But this year will be different because Western investors are scared that the financial crisis sweeping through Asia may spread to the emerging markets of Hungary, Poland, and above all, Russia. There is no doubt now that the Asian crisis is serious enough to wipe out the region's fragile growth which is finally picking up after years of austerity. Last week Yilmaz Akyuz, chief economist at the UN Conference on Trade and Development, described it as "the most serious ... since the breakdown of the Bretton Woods system in the early 1970s".
Such fears could not come at a worse time for UK companies which, after years of restraint, have been steadily increasing their commitment to the post-communist world. Exports over the first 11 months of 1997 increased 9 per cent over 1996. Trade missions have been oversubscribed as British companies - heartened by the region's economic recovery - have jumped on the bandwagon. Even sales to relatively obscure countries have increased dramatically: Kazakhstan took almost 55 per cent more UK exports than in 1996, while weaker economies such as Armenia have markedly increased in importance for the UK.
"We are monitoring the situation but so far there have been few signs of any problems," says Mark Rigby, who co-ordinates sales for Bass, whose main investments - in Prague Breweries and Radegast Breweries - are in the Czech Republic. Others disagree. "There is a certain wariness," says James McNeish of the East European Trade Council. He suggests the Asian crisis could jump to East Europe as investors, and to a lesser extent exporters, withdraw from emerging markets.
"There is an argument that investors withdrawing from Asia could look more favorably at East Europe," says Mr McNeish. "The really cautious are pouring into the US while those active in East Europe look likely to stay with Hungary and Poland rather than risk economies further afield."
At first glance, Eastern Europe doesn't appear a likely candidate to catch the Asian virus. Although South Korea's Daewoo Corporation is the largest investor in Romania, and is active in Ukraine and Uzbekistan, direct south- and East-Asian contact is minimal. Moreover, East European economies are not interlinked like their Asian counterparts. This reduces the potential domino effect in the former communist world.

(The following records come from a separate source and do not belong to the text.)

//! Benchmarks for store queries on benchmark-shaped item sets.

use criterion::{black_box, criterion_group, criterion_main, BenchmarkId, Criterion, Throughput};
use packfit::{ItemStore, Multiset, PackingMode, QueryOptions, StoreConfig};
use rand::rngs::StdRng;
use rand::{Rng, SeedableRng};

const K: usize = 40;
const SUM: usize = 200;

/// Sizes are the minimum of three uniform draws, accumulated up to `sum`.
fn gen_items(rng: &mut StdRng, n: usize, k: usize, sum: usize) -> Vec<Multiset> {
    (0..n)
        .map(|_| {
            let mut counts = vec![0u32; k];
            let mut total = 0;
            loop {
                let size = (0..3).map(|_| rng.gen_range(1..k)).min().unwrap_or(1);
                if total + size > sum {
                    break;
                }
                total += size;
                counts[size] += 1;
            }
            Multiset::new(counts)
        })
        .collect()
}

fn volume_store(rng: &mut StdRng, n: usize) -> ItemStore {
    let config = StoreConfig::default().with_mode(PackingMode::Volume);
    ItemStore::with_config(gen_items(rng, n, K, SUM), config).unwrap()
}

fn bench_build(c: &mut Criterion) {
    let mut group = c.benchmark_group("build");
    let mut rng = StdRng::seed_from_u64(1);

    for n in [100, 1000, 10000] {
        let items = gen_items(&mut rng, n, K, SUM);
        group.throughput(Throughput::Elements(n as u64));
        group.bench_with_input(BenchmarkId::new("store", n), &n, |bench, _| {
            bench.iter(|| ItemStore::new(black_box(items.clone())).unwrap())
        });
    }

    group.finish();
}

fn bench_any_fits(c: &mut Criterion) {
    let mut group = c.benchmark_group("any_item_fits_into");
    let mut rng = StdRng::seed_from_u64(2);
    let store = volume_store(&mut rng, 1000);
    let tests = gen_items(&mut rng, 100, K, SUM);

    group.throughput(Throughput::Elements((store.len() * tests.len()) as u64));
    for (name, parallel) in [("sequential", false), ("parallel", true)] {
        for limit in [1, 2] {
            let opts = QueryOptions::default()
                .with_branching_limit(limit)
                .with_parallel(parallel);
            group.bench_with_input(BenchmarkId::new(name, limit), &limit, |bench, _| {
                bench.iter(|| {
                    tests
                        .iter()
                        .filter(|t| store.any_item_fits_into(black_box(t), &opts).unwrap())
                        .count()
                })
            });
        }
    }

    group.finish();
}

fn bench_filter_stage(c: &mut Criterion) {
    let mut group = c.benchmark_group("filter_stage");
    let mut rng = StdRng::seed_from_u64(3);
    let store = volume_store(&mut rng, 1000);
    let tests = gen_items(&mut rng, 100, K, SUM);

    group.throughput(Throughput::Elements((store.len() * tests.len()) as u64));
    for (name, use_filter) in [("filtered", true), ("exact_only", false)] {
        let opts = QueryOptions::default().with_filter(use_filter);
        group.bench_function(name, |bench| {
            bench.iter(|| {
                tests
                    .iter()
                    .map(|t| store.count_items_fit_into(black_box(t), &opts).unwrap())
                    .sum::<usize>()
            })
        });
    }

    group.finish();
}

criterion_group!(benches, bench_build, bench_any_fits, bench_filter_stage);
criterion_main!(benches);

Meanwhile, illiquidity has kept speculative short-term capital flows to a minimum: most investments have been made with the long term very much in mind. There has been no property boom, certainly nothing to rival Kuala Lumpur or Seoul.
"I don't think it will happen: the region simply doesn't have the same amount of debt exposure," says James Oates, global strategist for UBS.
Yet there are areas of concern. Many currencies are overvalued. Some countries also face burgeoning balance of payments problems: Estonia and Slovakia's deficits, for example, will top 10 per cent of GDP this year; the Czech Republic is not far behind.
Many banks are non-transparent and burdened with non-performing loans. A survey by Control Risks Group found that Western companies considered the region one of the most corrupt, with Russia topping the list. Such findings reinforce fears that the cronyism which undermined countries in Asia could do the same in East Europe.
Despite all this, for now, UK companies remain sanguine. "We have seen no impact at all," says Victoria Proziray, a spokes- woman for Cadbury Schweppes, which has just invested $140m in a state-of-the-art chocolate factory near Moscow. "I remain confident," says David Blake of John Brown, a British company active in Russia for 20 years. He admits, however, that the company - which has just completed a herbicide factory for Dupont Chemicals and has tendered for a nappy factory for Proctor & Gamble - converts roubles into dollars as soon as it can. "In the short term at lEast, Russia is a dog," admits Mr Oates, pointing to the impact of low commodity prices on the stability of the region's largest and highest profile economy. UK companies could be in for a rough time after all.